"""
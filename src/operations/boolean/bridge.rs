use crate::math::polygon_2d::{dedup_ring, orient, Winding};
use crate::math::Point2;

/// Splices holes into an outer ring through zero-width bridges.
///
/// The outer ring is made counter-clockwise and every hole clockwise, so the
/// signed area of the result equals the outer area minus the hole areas.
/// Each hole is joined at the closest pair of vertices; bridges are not
/// checked against other holes.
#[must_use]
pub fn bridge_holes(outer: &[Point2], holes: &[Vec<Point2>]) -> Vec<Point2> {
    let mut ring = orient(&dedup_ring(outer), Winding::CounterClockwise);
    for hole in holes {
        let hole = orient(&dedup_ring(hole), Winding::Clockwise);
        if hole.len() < 3 || ring.is_empty() {
            continue;
        }
        ring = splice(&ring, &hole);
    }
    ring
}

fn splice(ring: &[Point2], hole: &[Point2]) -> Vec<Point2> {
    let (i, j) = closest_pair(ring, hole);
    let mut out = Vec::with_capacity(ring.len() + hole.len() + 2);
    out.extend_from_slice(&ring[..=i]);
    out.extend(hole[j..].iter().chain(&hole[..=j]).copied());
    out.extend_from_slice(&ring[i..]);
    out
}

fn closest_pair(ring: &[Point2], hole: &[Point2]) -> (usize, usize) {
    let mut best = (0, 0, f64::INFINITY);
    for (i, r) in ring.iter().enumerate() {
        for (j, h) in hole.iter().enumerate() {
            let d = (h - r).norm_squared();
            if d < best.2 {
                best = (i, j, d);
            }
        }
    }
    (best.0, best.1)
}
mod bridge;
mod classify;
mod engine;
mod graph;
mod intersect_op;
mod select;
mod subtract;
mod trace;
mod union;
mod xor;

pub use bridge::bridge_holes;
pub use classify::{Crossing, EdgeStatus};
pub use engine::boolean_execute;
pub use graph::{AugmentedGraph, AugmentedNode, ContourSource, NodeId};
pub use intersect_op::Intersect;
pub use select::{keeps_edge, BooleanOp};
pub use subtract::Subtract;
pub use union::Union;
pub use xor::Xor;

use crate::math::TOLERANCE;

/// Parameters controlling result tracing.
#[derive(Debug, Clone, Copy)]
pub struct TraceParams {
    /// Multiplier on the node count giving the per-path iteration cap.
    pub iteration_factor: usize,
    /// Traced paths whose absolute area does not exceed this are discarded.
    pub min_area: f64,
}

impl Default for TraceParams {
    fn default() -> Self {
        Self {
            iteration_factor: 2,
            min_area: TOLERANCE,
        }
    }
}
"""
-- Problem details --
Please copy out the data above exactly.

-- Finished exercise --
filename src/operations/boolean/bridge.rs
use crate::math::polygon_2d::{dedup_ring, orient, Winding};
use crate::math::Point2;

/// Splices holes into an outer ring through zero-width bridges.
///
/// The outer ring is made counter-clockwise and every hole clockwise, so the
/// signed area of the result equals the outer area minus the hole areas.
/// Each hole is joined at the closest pair of vertices; bridges are not
/// checked against other holes.
#[must_use]
pub fn bridge_holes(outer: &[Point2], holes: &[Vec<Point2>]) -> Vec<Point2> {
    let mut ring = orient(&dedup_ring(outer), Winding::CounterClockwise);
    for hole in holes {
        let hole = orient(&dedup_ring(hole), Winding::Clockwise);
        if hole.len() < 3 || ring.is_empty() {
            continue;
        }
        ring = splice(&ring, &hole);
    }
    ring
}

fn splice(ring: &[Point2], hole: &[Point2]) -> Vec<Point2> {
    let (i, j) = closest_pair(ring, hole);
    let mut out = Vec::with_capacity(ring.len() + hole.len() + 2);
    out.extend_from_slice(&ring[..=i]);
    out.extend(hole[j..].iter().chain(&hole[..=j]).copied());
    out.extend_from_slice(&ring[i..]);
    out
}

fn closest_pair(ring: &[Point2], hole: &[Point2]) -> (usize, usize) {
    let mut best = (0, 0, f64::INFINITY);
    for (i, r) in ring.iter().enumerate() {
        for (j, h) in hole.iter().enumerate() {
            let d = (h - r).norm_squared();
            if d < best.2 {
                best = (i, j, d);
            }
        }
    }
    (best.0, best.1)
}
mod bridge;
mod classify;
mod engine;
mod graph;
mod intersect_op;
mod select;
mod subtract;
mod trace;
mod union;
mod xor;

pub use bridge::bridge_holes;
pub use classify::{Crossing, EdgeStatus};
pub use engine::boolean_execute;
pub use graph::{AugmentedGraph, AugmentedNode, ContourSource, NodeId};
pub use intersect_op::Intersect;
pub use select::{keeps_edge, BooleanOp};
pub use subtract::Subtract;
pub use union::Union;
pub use xor::Xor;

use crate::math::TOLERANCE;

/// Parameters controlling result tracing.
#[derive(Debug, Clone, Copy)]
pub struct TraceParams {
    /// Multiplier on the node count giving the per-path iteration cap.
    pub iteration_factor: usize,
    /// Traced paths whose absolute area does not exceed this are discarded.
    pub min_area: f64,
}

impl Default for TraceParams {
    fn default() -> Self {
        Self {
            iteration_factor: 2,
            min_area: TOLERANCE,
        }
    }
}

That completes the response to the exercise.